→ **HOW TO COMPLETE THIS TASK**
Begin at the top of the listing below. Write each line out exactly, ending with the line that holds "#[derive(Debug, Clone, PartialEq)]".

→ **EXTRACTED INFORMATION**
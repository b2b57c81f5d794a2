//! Ordered, partitioned, replayable streams.
//!
//! A [`Stream`] is an append-only log split into a fixed number of
//! partitions. Records with the same key always land in the same partition
//! ([`partition_for`]), and ordering holds within a partition only.
//!
//! Consumers track their progress through a [`CheckpointStore`] held
//! outside the worker: the checkpoint of a consumer group is the next offset
//! it will read. [`PartitionConsumer`] pairs one partition with one group and
//! drives a [`BatchProcessor`] over it.
//!
//! | Backend | Module | Use |
//! |---------|--------|-----|
//! | SQLite | [`sqlite`] | durable streams (`stream_records` table) |
//! | In-memory | [`memory`] | tests |

pub mod memory;
pub mod sqlite;

use async_trait::async_trait;
use chrono::{DateTime, Utc};
use serde::{Deserialize, Serialize};
use sha2::{Digest, Sha256};
use std::sync::Arc;
use std::time::Duration;
use tokio::sync::watch;

use crate::error::PipelineResult;

/// Where a consumer group with no checkpoint starts reading.
#[derive(Debug, Clone, Copy, PartialEq, Eq, Default, Serialize, Deserialize)]
#[serde(rename_all = "snake_case")]
pub enum StartingPosition {
    /// The partition's end offset at the time the consumer starts.
    #[default]
    Latest,
    /// The oldest retained record.
    TrimHorizon,
}

/// A record read back from a stream partition.
#[derive(Debug, Clone, PartialEq)]
pub struct StreamRecord {
    pub partition: u32,
    pub offset: u64,
    pub key: String,
    pub payload: String,
    pub appended_at: DateTime<Utc>,
}

#[async_trait]
pub trait Stream: Send + Sync {
    fn name(&self) -> &str;

    fn partitions(&self) -> u32;

    /// Append a record, returning `(partition, offset)`.
    async fn append(&self, key: &str, payload: &str) -> PipelineResult<(u32, u64)>;

    /// Read up to `max` records with offset `>= from`, in offset order.
    async fn read(&self, partition: u32, from: u64, max: usize) -> PipelineResult<Vec<StreamRecord>>;

    /// The offset the next appended record will receive.
    async fn end_offset(&self, partition: u32) -> PipelineResult<u64>;

    /// The oldest retained offset (equal to `end_offset` when empty).
    async fn start_offset(&self, partition: u32) -> PipelineResult<u64>;

    /// Drop records appended before `cutoff`. Returns the number removed.
    async fn trim_before(&self, cutoff: DateTime<Utc>) -> PipelineResult<u64>;

    /// Wait until the partition has data at or beyond `from`, or `timeout` elapses.
    async fn wait_for_data(&self, partition: u32, from: u64, timeout: Duration);
}

/// Stable partition for a key: SHA-256 of the key, first 8 bytes, modulo `partitions`.
pub fn partition_for(key: &str, partitions: u32) -> u32 {
    let digest = Sha256::digest(key.as_bytes());
    let mut prefix = [0u8; 8];
    prefix.copy_from_slice(&digest[..8]);
    (u64::from_be_bytes(prefix) % u64::from(partitions.max(1))) as u32
}

/// Per-partition end-offset signals, so waiting consumers wake on append.
pub(crate) struct PartitionSignals {
    senders: Vec<watch::Sender<u64>>,
}

impl PartitionSignals {
    pub(crate) fn new(end_offsets: &[u64]) -> Self {
        Self {
            senders: end_offsets.iter().map(|&o| watch::channel(o).0).collect(),
        }
    }

    pub(crate) fn advance(&self, partition: u32, end_offset: u64) {
        if let Some(tx) = self.senders.get(partition as usize) {
            tx.send_modify(|current| *current = (*current).max(end_offset));
        }
    }

    pub(crate) async fn wait(&self, partition: u32, from: u64, timeout: Duration) {
        let Some(tx) = self.senders.get(partition as usize) else {
            tokio::time::sleep(timeout).await;
            return;
        };
        let mut rx = tx.subscribe();
        let _ = tokio::time::timeout(timeout, rx.wait_for(|end| *end > from)).await;
    }
}

/// A committed position of a consumer group in one partition.
#[derive(Debug, Clone, PartialEq, Serialize)]
pub struct Checkpoint {
    pub group: String,
    pub stream: String,
    pub partition: u32,
    pub next_offset: u64,
    pub updated_at: DateTime<Utc>,
}

/// Externally-owned consumer offsets.
#[async_trait]
pub trait CheckpointStore: Send + Sync {
    async fn get_checkpoint(
        &self,
        group: &str,
        stream: &str,
        partition: u32,
    ) -> PipelineResult<Option<u64>>;

    async fn commit_checkpoint(
        &self,
        group: &str,
        stream: &str,
        partition: u32,
        next_offset: u64,
    ) -> PipelineResult<()>;

    async fn list_checkpoints(&self) -> PipelineResult<Vec<Checkpoint>>;
}

/// What a batch run achieved.
#[derive(Debug, Clone, Default, PartialEq)]
pub struct BatchOutcome {
    /// Offset to commit; `None` leaves the checkpoint where it was.
    pub next_offset: Option<u64>,
    pub processed: usize,
    pub dead_lettered: usize,
}

/// Processes one batch of records read from a single partition.
#[async_trait]
pub trait BatchProcessor: Send + Sync {
    /// Consumer group name, used for checkpoints and dead letters.
    fn group(&self) -> &str;

    async fn process_batch(
        &self,
        partition: u32,
        records: Vec<StreamRecord>,
    ) -> PipelineResult<BatchOutcome>;
}

/// One consumer group reading one partition.
pub struct PartitionConsumer {
    group: String,
    stream: Arc<dyn Stream>,
    checkpoints: Arc<dyn CheckpointStore>,
    partition: u32,
    position: u64,
}

impl PartitionConsumer {
    /// Open a consumer at its checkpoint, or at `start` when it has none.
    ///
    /// The resolved start position is committed right away, so a restart
    /// before the first batch does not skip records appended in between.
    pub async fn open(
        group: &str,
        stream: Arc<dyn Stream>,
        checkpoints: Arc<dyn CheckpointStore>,
        partition: u32,
        start: StartingPosition,
    ) -> PipelineResult<Self> {
        let position = match checkpoints
            .get_checkpoint(group, stream.name(), partition)
            .await?
        {
            Some(offset) => offset,
            None => {
                let offset = match start {
                    StartingPosition::Latest => stream.end_offset(partition).await?,
                    StartingPosition::TrimHorizon => stream.start_offset(partition).await?,
                };
                checkpoints
                    .commit_checkpoint(group, stream.name(), partition, offset)
                    .await?;
                offset
            }
        };

        tracing::debug!(group, stream = stream.name(), partition, position, "consumer opened");
        Ok(Self {
            group: group.to_string(),
            stream,
            checkpoints,
            partition,
            position,
        })
    }

    pub fn partition(&self) -> u32 {
        self.partition
    }

    pub fn position(&self) -> u64 {
        self.position
    }

    pub fn stream(&self) -> &Arc<dyn Stream> {
        &self.stream
    }

    pub async fn next_batch(&self, max: usize) -> PipelineResult<Vec<StreamRecord>> {
        self.stream.read(self.partition, self.position, max).await
    }

    pub async fn commit(&mut self, next_offset: u64) -> PipelineResult<()> {
        if next_offset <= self.position {
            return Ok(());
        }
        self.checkpoints
            .commit_checkpoint(&self.group, self.stream.name(), self.partition, next_offset)
            .await?;
        self.position = next_offset;
        Ok(())
    }

    pub async fn wait_for_data(&self, timeout: Duration) {
        self.stream
            .wait_for_data(self.partition, self.position, timeout)
            .await
    }
}

/// Drive `processor` over one partition until `shutdown` flips to `true`.
///
/// Batches are read from the consumer's position; after each batch the
/// checkpoint is committed to the offset the processor reports. Errors from
/// the processor leave the checkpoint untouched, so the batch is redelivered
/// on the next poll.
pub async fn run_partition(
    mut consumer: PartitionConsumer,
    processor: Arc<dyn BatchProcessor>,
    batch_size: usize,
    poll_interval: Duration,
    mut shutdown: watch::Receiver<bool>,
) {
    let group = processor.group();
    let partition = consumer.partition();

    loop {
        if *shutdown.borrow() {
            break;
        }

        let batch = match consumer.next_batch(batch_size).await {
            Ok(batch) => batch,
            Err(e) => {
                tracing::error!(group, partition, error = %e, "failed to read batch");
                if wait_or_shutdown(&mut shutdown, poll_interval).await {
                    break;
                }
                continue;
            }
        };

        if batch.is_empty() {
            tokio::select! {
                _ = consumer.wait_for_data(poll_interval) => {}
                changed = shutdown.changed() => {
                    if changed.is_err() {
                        break;
                    }
                }
            }
            continue;
        }

        let first = batch[0].offset;
        let size = batch.len();
        match processor.process_batch(partition, batch).await {
            Ok(outcome) => {
                tracing::debug!(
                    group,
                    partition,
                    first_offset = first,
                    size,
                    processed = outcome.processed,
                    dead_lettered = outcome.dead_lettered,
                    "batch done"
                );
                match outcome.next_offset {
                    Some(next) => {
                        if let Err(e) = consumer.commit(next).await {
                            tracing::error!(group, partition, offset = next, error = %e, "checkpoint commit failed");
                        }
                    }
                    None => {
                        if wait_or_shutdown(&mut shutdown, poll_interval).await {
                            break;
                        }
                    }
                }
            }
            Err(e) => {
                tracing::error!(group, partition, offset = first, error = %e, "batch failed; will redeliver");
                if wait_or_shutdown(&mut shutdown, poll_interval).await {
                    break;
                }
            }
        }
    }

    tracing::info!(group, partition, position = consumer.position(), "consumer stopped");
}

/// Sleep for `delay` unless shutdown is signalled first. Returns `true` when
/// the shutdown sender is gone.
pub(crate) async fn wait_or_shutdown(shutdown: &mut watch::Receiver<bool>, delay: Duration) -> bool {
    tokio::select! {
        _ = tokio::time::sleep(delay) => false,
        changed = shutdown.changed() => changed.is_err(),
    }
}

#[cfg(test)]
mod tests {
    use super::*;
    use crate::store::memory::InMemoryStore;
    use std::sync::Mutex;

    #[test]
    fn partition_is_stable_and_in_range() {
        for key in ["a", "img-1", "6f63-7465", ""] {
            let p = partition_for(key, 4);
            assert!(p < 4);
            assert_eq!(p, partition_for(key, 4));
        }
        assert_eq!(partition_for("anything", 1), 0);
    }

    #[test]
    fn starting_position_parses_snake_case() {
        #[derive(Deserialize)]
        struct Wrap {
            start: StartingPosition,
        }
        let w: Wrap = toml::from_str("start = \"trim_horizon\"").unwrap();
        assert_eq!(w.start, StartingPosition::TrimHorizon);
        assert_eq!(StartingPosition::default(), StartingPosition::Latest);
    }

    #[tokio::test]
    async fn latest_start_skips_existing_and_persists_position() {
        let stream: Arc<dyn Stream> = Arc::new(memory::MemoryStream::new("s", 1));
        let checkpoints: Arc<dyn CheckpointStore> = Arc::new(InMemoryStore::new());
        stream.append("k", "old-1").await.unwrap();
        stream.append("k", "old-2").await.unwrap();

        let consumer = PartitionConsumer::open(
            "g",
            stream.clone(),
            checkpoints.clone(),
            0,
            StartingPosition::Latest,
        )
        .await
        .unwrap();
        assert_eq!(consumer.position(), 2);
        assert_eq!(checkpoints.get_checkpoint("g", "s", 0).await.unwrap(), Some(2));

        stream.append("k", "new").await.unwrap();
        let batch = consumer.next_batch(10).await.unwrap();
        assert_eq!(batch.len(), 1);
        assert_eq!(batch[0].payload, "new");
    }

    #[tokio::test]
    async fn trim_horizon_start_reads_retained_history() {
        let stream: Arc<dyn Stream> = Arc::new(memory::MemoryStream::new("s", 1));
        let checkpoints: Arc<dyn CheckpointStore> = Arc::new(InMemoryStore::new());
        stream.append("k", "old").await.unwrap();

        let consumer = PartitionConsumer::open(
            "g",
            stream,
            checkpoints,
            0,
            StartingPosition::TrimHorizon,
        )
        .await
        .unwrap();
        assert_eq!(consumer.position(), 0);
        assert_eq!(consumer.next_batch(10).await.unwrap().len(), 1);
    }

    struct Recorder {
        seen: Mutex<Vec<String>>,
    }

    #[async_trait]
    impl BatchProcessor for Recorder {
        fn group(&self) -> &str {
            "recorder"
        }

        async fn process_batch(
            &self,
            _partition: u32,
            records: Vec<StreamRecord>,
        ) -> PipelineResult<BatchOutcome> {
            let next = records.last().map(|r| r.offset + 1);
            let mut seen = self.seen.lock().unwrap();
            seen.extend(records.into_iter().map(|r| r.payload));
            Ok(BatchOutcome {
                next_offset: next,
                processed: seen.len(),
                dead_lettered: 0,
            })
        }
    }

    #[tokio::test]
    async fn run_partition_processes_in_order_and_commits() {
        let stream: Arc<dyn Stream> = Arc::new(memory::MemoryStream::new("s", 1));
        let checkpoints: Arc<dyn CheckpointStore> = Arc::new(InMemoryStore::new());
        let consumer = PartitionConsumer::open(
            "recorder",
            stream.clone(),
            checkpoints.clone(),
            0,
            StartingPosition::Latest,
        )
        .await
        .unwrap();

        let recorder = Arc::new(Recorder {
            seen: Mutex::new(Vec::new()),
        });
        let (shutdown_tx, shutdown_rx) = watch::channel(false);
        let handle = tokio::spawn(run_partition(
            consumer,
            recorder.clone(),
            2,
            Duration::from_millis(10),
            shutdown_rx,
        ));

        for i in 0..5 {
            stream.append("k", &format!("m{}", i)).await.unwrap();
        }

        for _ in 0..200 {
            if recorder.seen.lock().unwrap().len() == 5 {
                break;
            }
            tokio::time::sleep(Duration::from_millis(10)).await;
        }
        shutdown_tx.send(true).unwrap();
        handle.await.unwrap();

        assert_eq!(
            *recorder.seen.lock().unwrap(),
            vec!["m0", "m1", "m2", "m3", "m4"]
        );
        assert_eq!(
            checkpoints.get_checkpoint("recorder", "s", 0).await.unwrap(),
            Some(5)
        );
    }
}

→ **EXERCISE SOLUTION**
repository b2b57c81f5d794a2
//! Ordered, partitioned, replayable streams.
//!
//! A [`Stream`] is an append-only log split into a fixed number of
//! partitions. Records with the same key always land in the same partition
//! ([`partition_for`]), and ordering holds within a partition only.
//!
//! Consumers track their progress through a [`CheckpointStore`] held
//! outside the worker: the checkpoint of a consumer group is the next offset
//! it will read. [`PartitionConsumer`] pairs one partition with one group and
//! drives a [`BatchProcessor`] over it.
//!
//! | Backend | Module | Use |
//! |---------|--------|-----|
//! | SQLite | [`sqlite`] | durable streams (`stream_records` table) |
//! | In-memory | [`memory`] | tests |

pub mod memory;
pub mod sqlite;

use async_trait::async_trait;
use chrono::{DateTime, Utc};
use serde::{Deserialize, Serialize};
use sha2::{Digest, Sha256};
use std::sync::Arc;
use std::time::Duration;
use tokio::sync::watch;

use crate::error::PipelineResult;

/// Where a consumer group with no checkpoint starts reading.
#[derive(Debug, Clone, Copy, PartialEq, Eq, Default, Serialize, Deserialize)]
#[serde(rename_all = "snake_case")]
pub enum StartingPosition {
    /// The partition's end offset at the time the consumer starts.
    #[default]
    Latest,
    /// The oldest retained record.
    TrimHorizon,
}

/// A record read back from a stream partition.
#[derive(Debug, Clone, PartialEq)]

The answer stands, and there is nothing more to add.